Gu Xiaorong
Asia Research Institute, National University of Singapore, Singapore.
Asian Bioeth Rev. 2021 Jan 11;13(1):57-76. doi: 10.1007/s41649-020-00157-9. eCollection 2021 Mar.
Based on in-depth interview data and popular culture texts, the current study has explored the politics of reproduction revolving around women's age in contemporary China. Conceptualizing reproduction as a site of contestation and politics between different, and often contradictory, sets of discourses and power structures, I pursue a feminist and social constructivist analysis of the politics of reproduction in the lives of a group of urban professional women who are yet to enter motherhood at their late 20s and 30s. I engage with Inhorn's (2009) concept of 'disrupted reproduction' to highlight the politically, morally and emotionally charged contestations in the 'problematized' reproductive lives of these women. I unveil how Chinese professional women beyond their 'reproductive prime' are discursively constructed as 'disrupters', who fail their femininity test tied to a motherhood identity within the family context, challenge the 'natural' biological law regulating their reproductive bodies, and face a doomed reproductive future fraught with medical, physical and emotional traumas which ART cannot alleviate. Such a discourse renders invisible the structural causes of problems and challenges professional women face in negotiating parenthood, social norms and selfhood, which systematically put them under pervasive social surveillance and discipline.
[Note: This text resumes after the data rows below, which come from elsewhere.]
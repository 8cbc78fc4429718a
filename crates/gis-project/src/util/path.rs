//! Lexical path resolution for resource references.
//!
//! References are resolved without touching the filesystem: no
//! canonicalization, no symlink resolution, no current-directory lookup.

use std::path::{Component, Path, PathBuf};

/// Lexically normalizes a path.
///
/// - `.` components are removed
/// - `..` removes the preceding normal component
/// - `..` directly under a root or prefix is dropped
/// - leading `..` of a relative path is kept
pub fn normalize(path: &Path) -> PathBuf {
    let mut out: Vec<Component<'_>> = Vec::new();

    for component in path.components() {
        match component {
            Component::CurDir => {}
            Component::ParentDir => match out.last() {
                Some(Component::Normal(_)) => {
                    out.pop();
                }
                Some(Component::RootDir) | Some(Component::Prefix(_)) => {}
                _ => out.push(component),
            },
            other => out.push(other),
        }
    }

    if out.is_empty() {
        return PathBuf::from(".");
    }
    out.iter().collect()
}

/// Resolves a relative resource reference against a base path.
///
/// Returns `None` when the reference is absent or empty. An absolute
/// reference replaces the base. With no base the reference is normalized
/// on its own.
pub fn resolve_reference(base: Option<&Path>, reference: Option<&str>) -> Option<PathBuf> {
    let reference = reference.filter(|r| !r.is_empty())?;
    let reference = host_separators(reference);
    let joined = match base {
        Some(base) => base.join(&*reference),
        None => PathBuf::from(&*reference),
    };
    Some(normalize(&joined))
}

/// Descriptors are written on Windows as often as not; accept `\` everywhere.
#[cfg(not(windows))]
fn host_separators(reference: &str) -> std::borrow::Cow<'_, str> {
    if reference.contains('\\') {
        std::borrow::Cow::Owned(reference.replace('\\', "/"))
    } else {
        std::borrow::Cow::Borrowed(reference)
    }
}

#[cfg(windows)]
fn host_separators(reference: &str) -> std::borrow::Cow<'_, str> {
    std::borrow::Cow::Borrowed(reference)
}

#[cfg(test)]
mod tests {
    use super::*;

    #[test]
    fn test_normalize() {
        assert_eq!(normalize(Path::new("/a/b/../c")), PathBuf::from("/a/c"));
        assert_eq!(normalize(Path::new("/a/./b/./c")), PathBuf::from("/a/b/c"));
        assert_eq!(normalize(Path::new("/../a")), PathBuf::from("/a"));
        assert_eq!(normalize(Path::new("../a/b/..")), PathBuf::from("../a"));
        assert_eq!(normalize(Path::new("a/..")), PathBuf::from("."));
        assert_eq!(normalize(Path::new("a/../../b")), PathBuf::from("../b"));
    }

    #[test]
    fn test_resolve_absent_or_empty() {
        let base = Path::new("/data/project");
        assert_eq!(resolve_reference(Some(base), None), None);
        assert_eq!(resolve_reference(Some(base), Some("")), None);
    }

    #[cfg(not(windows))]
    #[test]
    fn test_resolve_relative() {
        let base = Path::new("/data/project");
        assert_eq!(
            resolve_reference(Some(base), Some("layers/roads.shp")),
            Some(PathBuf::from("/data/project/layers/roads.shp"))
        );
        assert_eq!(
            resolve_reference(Some(base), Some("../shared/dem.tif")),
            Some(PathBuf::from("/data/shared/dem.tif"))
        );
        assert_eq!(
            resolve_reference(Some(base), Some("./a/./b.tif")),
            Some(PathBuf::from("/data/project/a/b.tif"))
        );
    }

    #[cfg(not(windows))]
    #[test]
    fn test_resolve_absolute_reference_wins() {
        let base = Path::new("/data/project");
        assert_eq!(
            resolve_reference(Some(base), Some("/srv/tiles/x.tif")),
            Some(PathBuf::from("/srv/tiles/x.tif"))
        );
    }

    #[cfg(not(windows))]
    #[test]
    fn test_resolve_backslashes() {
        let base = Path::new("/data/project");
        assert_eq!(
            resolve_reference(Some(base), Some("images\\xsect\\a.png")),
            Some(PathBuf::from("/data/project/images/xsect/a.png"))
        );
    }

    #[test]
    fn test_resolve_without_base() {
        assert_eq!(
            resolve_reference(None, Some("a/../b.csv")),
            Some(PathBuf::from("b.csv"))
        );
    }
}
基于深入访谈数据和流行文化文本,本研究探讨了当代中国围绕女性年龄的生育政治。将生育概念化为不同且往往相互矛盾的话语和权力结构之间的争议和政治场所,我对一群在20多岁和30多岁尚未成为母亲的城市职业女性生活中的生育政治进行了女性主义和社会建构主义分析。我运用英霍恩(2009)的“生育中断”概念,以突出这些女性“问题化”生育生活中在政治、道德和情感上充满争议的情况。我揭示了中国超过“生育黄金期”的职业女性如何在话语中被建构为“破坏者”,她们在家庭背景中未能通过与母亲身份相关的女性气质测试,挑战调节其生殖身体的“自然”生物学规律,并面临充满医学、身体和情感创伤且辅助生殖技术无法缓解的注定的生育未来。这种话语使职业女性在协商为人父母、社会规范和自我身份时所面临问题和挑战的结构性原因变得不可见,这些结构性原因系统性地使她们处于普遍的社会监视和规训之下。